Knuckles looked at me with the same expression I knew I held. I said, “Pack it up. Let’s go.”
I ripped out the clone device before it was finished, getting an angry alert from the computer I was stealing it from. I clicked on the “okay” button, letting the computer know I’d made a mistake, then watched it return to the home screen.
I said, “You haven’t fucked anything up, have you?”
Knuckles laughed and said, “No more than you.”
“Let’s get out.”
We left the door and went to the stairs, meeting the redhead target running up with a limp, a glaring bit of blood on his leg. We ignored him and kept moving down, me wondering what the hell was going on. I suppose, as the team leader, I could have cut on the net demanding an answer to the debacle, but I knew with my team that I’d get the answer when it was available to give.
Nothing was worse than hearing from some asshole not in the fight demanding to know the situation. But man, I really wanted to.
We reached the entrance to the building, running into Veep. I said, “What the hell is going on?”
He had wild eyes and looked like he thought he’d screwed up. He said, “I have no idea. There were two guys, then a gunshot, then it just went to shit. Jennifer ordered me on Red Head, and I left her. I don’t know what’s going on with her.”
He shook his head and said, “Maybe I should have stayed with her.”
I chuckled and said, “If you had, we’d have been compromised. Red Head would have come in with us still there. Jennifer can take care of herself.”
We walked out into the street, me starting to worry despite what I’d told Veep, and then my little protégé finally came on, and I could tell she was running.

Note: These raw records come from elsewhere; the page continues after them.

//! Long-format date/value series.

use chrono::NaiveDate;
use serde::{Deserialize, Serialize};

/// Header format of the source CSVs, e.g. `1/22/20`.
pub const SOURCE_DATE_FORMAT: &str = "%m/%d/%y";

/// One point of a reshaped series.
#[derive(Debug, Clone, Copy, PartialEq, Serialize, Deserialize)]
pub struct DateValue<T = i64> {
    pub date: NaiveDate,
    pub value: T,
}

impl<T> DateValue<T> {
    pub fn new(date: NaiveDate, value: T) -> Self {
        Self { date, value }
    }
}

/// Chronologically ordered series of cumulative counts.
pub type Series = Vec<DateValue<i64>>;

/// Parse a source header like `3/7/21` into a calendar date.
pub fn parse_source_date(raw: &str) -> Option<NaiveDate> {
    NaiveDate::parse_from_str(raw.trim(), SOURCE_DATE_FORMAT).ok()
}

/// Normalize a source header from `M/D/YY` to `YYYY-MM-DD`.
///
/// Returns `None` when the header is not a date.
pub fn normalize_date(raw: &str) -> Option<String> {
    parse_source_date(raw).map(|date| date.format("%Y-%m-%d").to_string())
}

/// Dates of a series, in order.
pub fn dates_of<T>(series: &[DateValue<T>]) -> Vec<NaiveDate> {
    series.iter().map(|p| p.date).collect()
}

/// Values of a series, in order.
pub fn values_of<T: Copy>(series: &[DateValue<T>]) -> Vec<T> {
    series.iter().map(|p| p.value).collect()
}
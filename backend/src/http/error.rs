//! HTTP error handling and response types.

use axum::{
    http::StatusCode,
    response::{IntoResponse, Response},
    Json,
};
use serde::{Deserialize, Serialize};

/// API error response body.
#[derive(Debug, Clone, Serialize, Deserialize)]
pub struct ApiError {
    /// Error code for programmatic handling
    pub code: String,
    /// Human-readable error message
    pub message: String,
}

impl ApiError {
    pub fn new(code: impl Into<String>, message: impl Into<String>) -> Self {
        Self {
            code: code.into(),
            message: message.into(),
        }
    }
}

/// Application error type for HTTP handlers.
#[derive(Debug)]
pub enum AppError {
    /// Resource not found
    NotFound(String),
    /// Internal server error
    Internal(String),
}

impl IntoResponse for AppError {
    fn into_response(self) -> Response {
        let (status, error) = match self {
            AppError::NotFound(msg) => (StatusCode::NOT_FOUND, ApiError::new("NOT_FOUND", msg)),
            AppError::Internal(msg) => (
                StatusCode::INTERNAL_SERVER_ERROR,
                ApiError::new("INTERNAL_ERROR", msg),
            ),
        };

        (status, Json(error)).into_response()
    }
}
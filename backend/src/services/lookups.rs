//! Static country-name correction tables.
//!
//! Upstream spellings drift over time, so these are kept as plain data and
//! bumped together with `CORRECTIONS_VERSION` whenever an entry changes.

use std::collections::BTreeMap;

pub const CORRECTIONS_VERSION: &str = "2020-12-13";

/// Source-file spellings that the ISO lookup does not know. Applied before
/// the lookup file, so the file wins on conflicts.
pub const ISO_OVERRIDES: &[(&str, &str)] = &[
    ("US", "USA"),
    ("IRAN", "IRN"),
    ("Congo (Brazzaville)", "COG"),
    ("Congo (Kinshasa)", "COD"),
    ("Cote d'Ivoire", "CIV"),
    ("Czechia", "CZE"),
    ("Holy See", "VAT"),
    ("Iran", "IRN"),
    ("Korea, South", "KOR"),
    ("Moldova", "MDA"),
    ("North Macedonia", "MKD"),
    ("Taiwan*", "TWN"),
    ("Tanzania", "TZA"),
    ("Syria", "SYR"),
    ("Laos", "LAO"),
];

/// Continent-file spellings rewritten to match the series files.
pub const CONTINENT_RENAMES: &[(&str, &str)] = &[
    ("Burkina", "Burkina Faso"),
    ("Burma (Myanmar)", "Burma"),
    ("Congo", "Congo (Brazzaville)"),
    ("Congo, Democratic Republic of", "Congo (Kinshasa)"),
    ("Russian Federation", "Russia"),
];

/// `(continent, country)` rows missing from the continent file.
pub const CONTINENT_ADDITIONS: &[(&str, &str)] = &[
    ("Africa", "Congo (Brazzaville)"),
    ("Africa", "Congo (Kinshasa)"),
    ("Europe", "Czechia"),
    ("Asia", "Taiwan*"),
    ("Africa", "Western Sahara"),
];

/// Countries whose recovered series stopped being reported; the side table
/// shows `-` for their Recovered and Active columns.
pub const UNREPORTED_RECOVERIES: &[&str] = &["US"];

/// Display names used in chart titles.
pub const TITLE_NAMES: &[(&str, &str)] = &[("US", "the United States")];

/// Merge the overrides with the parsed ISO file.
pub fn iso_codes(from_file: &BTreeMap<String, String>) -> BTreeMap<String, String> {
    let mut codes: BTreeMap<String, String> = ISO_OVERRIDES
        .iter()
        .map(|(k, v)| (k.to_string(), v.to_string()))
        .collect();
    codes.extend(from_file.iter().map(|(k, v)| (k.clone(), v.clone())));
    codes
}

/// Apply renames to the parsed continent rows and append the additions.
pub fn continent_rows(from_file: &[(String, String)]) -> Vec<(String, String)> {
    let renames: BTreeMap<&str, &str> = CONTINENT_RENAMES.iter().copied().collect();
    from_file
        .iter()
        .map(|(continent, country)| {
            let country = renames
                .get(country.as_str())
                .map(|s| s.to_string())
                .unwrap_or_else(|| country.clone());
            (continent.clone(), country)
        })
        .chain(
            CONTINENT_ADDITIONS
                .iter()
                .map(|(c, n)| (c.to_string(), n.to_string())),
        )
        .collect()
}

pub fn reports_recoveries(country: &str) -> bool {
    !UNREPORTED_RECOVERIES.contains(&country)
}

pub fn title_name(country: &str) -> &str {
    TITLE_NAMES
        .iter()
        .find(|(k, _)| *k == country)
        .map(|(_, v)| *v)
        .unwrap_or(country)
}
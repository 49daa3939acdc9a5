//! Shared fixtures for the integration tests: small upstream CSVs and a
//! scripted in-memory fetcher.

#![allow(dead_code)]

use std::collections::HashMap;
use std::sync::Arc;

use async_trait::async_trait;
use parking_lot::Mutex;

use covid_dashboard::config::SourceSettings;
use covid_dashboard::source::{DatasetLoader, ErrorContext, Fetcher, SourceError, SourceResult};
use covid_dashboard::store::SnapshotOptions;

pub const HEADER: &str = "Province/State,Country/Region,Lat,Long,1/22/20,1/23/20,1/24/20";

pub const CONFIRMED_URL: &str = "https://fixtures.test/confirmed.csv";
pub const RECOVERED_URL: &str = "https://fixtures.test/recovered.csv";
pub const DEATHS_URL: &str = "https://fixtures.test/deaths.csv";
pub const ISO_URL: &str = "https://fixtures.test/iso.csv";
pub const CONTINENTS_URL: &str = "https://fixtures.test/continents.csv";

/// Confirmed series. Canada arrives as two provinces; the latest India value
/// is `40 + india_bump` so tests can produce a changed file.
pub fn confirmed_csv(india_bump: i64) -> String {
    format!(
        "{}\n\
         ,India,20.6,78.9,10,20,{}\n\
         Alberta,Canada,53.9,-116.6,1,2,3\n\
         Ontario,Canada,51.3,-85.3,2,3,5\n\
         ,Chad,15.5,18.7,0,1,1\n\
         ,US,40.0,-100.0,50,80,120\n",
        HEADER,
        40 + india_bump
    )
}

pub fn recovered_csv() -> String {
    format!(
        "{}\n\
         ,India,20.6,78.9,1,5,10\n\
         ,Canada,56.1,-106.3,0,1,2\n\
         ,Chad,15.5,18.7,0,0,0\n\
         ,US,40.0,-100.0,0,0,0\n",
        HEADER
    )
}

pub fn deaths_csv() -> String {
    format!(
        "{}\n\
         ,India,20.6,78.9,0,1,2\n\
         ,Canada,56.1,-106.3,0,0,1\n\
         ,Chad,15.5,18.7,0,0,0\n\
         ,US,40.0,-100.0,1,2,4\n",
        HEADER
    )
}

pub fn iso_csv() -> String {
    "Country,Alpha-2 code,Alpha-3 code\n\
     India, \"IN\", \"IND\"\n\
     Canada, \"CA\", \"CAN\"\n\
     Chad, \"TD\", \"TCD\"\n"
        .to_string()
}

pub fn continents_csv() -> String {
    "Continent,Country\n\
     Asia,India\n\
     North America,Canada\n\
     Africa,Chad\n\
     North America,US\n"
        .to_string()
}

enum Scripted {
    Transient,
    Status(u16),
}

/// Serves fixed bodies per URL. Failures can be queued per URL and are
/// consumed one per call before the body is served.
#[derive(Default)]
pub struct FakeFetcher {
    bodies: Mutex<HashMap<String, Vec<u8>>>,
    failures: Mutex<HashMap<String, Vec<Scripted>>>,
    calls: Mutex<HashMap<String, usize>>,
}

impl FakeFetcher {
    pub fn with_fixtures() -> Self {
        let fetcher = Self::default();
        fetcher.serve(CONFIRMED_URL, confirmed_csv(0));
        fetcher.serve(RECOVERED_URL, recovered_csv());
        fetcher.serve(DEATHS_URL, deaths_csv());
        fetcher.serve(ISO_URL, iso_csv());
        fetcher.serve(CONTINENTS_URL, continents_csv());
        fetcher
    }

    pub fn serve(&self, url: &str, body: impl Into<String>) {
        self.bodies
            .lock()
            .insert(url.to_string(), body.into().into_bytes());
    }

    /// Fail the next `count` calls for `url` with a retryable transport error.
    pub fn fail_transient(&self, url: &str, count: usize) {
        let mut failures = self.failures.lock();
        let queue = failures.entry(url.to_string()).or_default();
        queue.extend((0..count).map(|_| Scripted::Transient));
    }

    /// Fail the next call for `url` with an HTTP status.
    pub fn fail_status(&self, url: &str, status: u16) {
        self.failures
            .lock()
            .entry(url.to_string())
            .or_default()
            .push(Scripted::Status(status));
    }

    pub fn calls(&self, url: &str) -> usize {
        self.calls.lock().get(url).copied().unwrap_or(0)
    }

    pub fn total_calls(&self) -> usize {
        self.calls.lock().values().sum()
    }
}

#[async_trait]
impl Fetcher for FakeFetcher {
    async fn fetch(&self, url: &str) -> SourceResult<Vec<u8>> {
        *self.calls.lock().entry(url.to_string()).or_default() += 1;

        let scripted = {
            let mut failures = self.failures.lock();
            failures
                .get_mut(url)
                .filter(|q| !q.is_empty())
                .map(|q| q.remove(0))
        };
        let context = || ErrorContext::new("fetch").with_resource(url.to_string());
        match scripted {
            Some(Scripted::Transient) => {
                return Err(SourceError::transport("connection reset", context()))
            }
            Some(Scripted::Status(status)) => {
                return Err(SourceError::http_status(status, "scripted", context()))
            }
            None => {}
        }

        self.bodies
            .lock()
            .get(url)
            .cloned()
            .ok_or_else(|| SourceError::http_status(404, "Not Found", context()))
    }
}

/// Settings pointing at the fixture URLs, with no retry delay.
pub fn settings(data_dir: &std::path::Path) -> SourceSettings {
    SourceSettings {
        data_dir: data_dir.to_path_buf(),
        max_retries: 2,
        retry_delay_ms: 0,
        confirmed_url: CONFIRMED_URL.to_string(),
        recovered_url: RECOVERED_URL.to_string(),
        deaths_url: DEATHS_URL.to_string(),
        iso_codes_url: ISO_URL.to_string(),
        continents_url: CONTINENTS_URL.to_string(),
        ..SourceSettings::default()
    }
}

pub fn loader(fetcher: Arc<FakeFetcher>, data_dir: &std::path::Path) -> DatasetLoader {
    DatasetLoader::new(fetcher, settings(data_dir), SnapshotOptions::default())
}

“There’s been a gunfight, our target dropped off the balcony, the two unsubs followed, and I’m behind them. Entering the stairwell.”
She was panting in between the transmissions, telling me without telling me that there was a footrace going on.
I said, “We’ve just left the target building. Are you saying he’s coming here? He’s on the stairwell in between the buildings?”
I heard panting, then, “Yes. Two men want to kill him.”
Shit.
Now I had a decision. I had the information from the apartment, and Lord knows that computer drain would probably break it all open, but this guy was going to get killed in the meantime.
Did I care?
Maybe we should just go up and jack the guy that we’d passed. The Red Head target. He probably knew as much as the one running. But I didn’t have authority for that. We weren’t at Omega. We were at Alpha, and I’d accomplished that mission. As far as the guy on the run, I didn’t have any authority to interdict him, either. According to my orders, he was on his own.
Those thoughts were running through my head in an analytical sphere, but truthfully, I hated bullies. And the men chasing that guy were bullies. I knew it wasn’t the right decision. In fact knew it was the absolutewrongdecision. He’d clearly done something against some other element and was now going to pay the price, but it just wasn’t in me.
I looked at Knuckles. He saw my face and said, “So it’s time for the stupid shit?”
I laughed and said, “Leaning that way.”
I started walking toward the exit of the stairwell and saw our target come bolting out, running like he was being chased by a pack of wolves. Which he was. He disappeared in the distance, moving at a pace we couldn’t match unless we were willing to invite compromise for following him.
I said, “We keep on him. Low and slow.”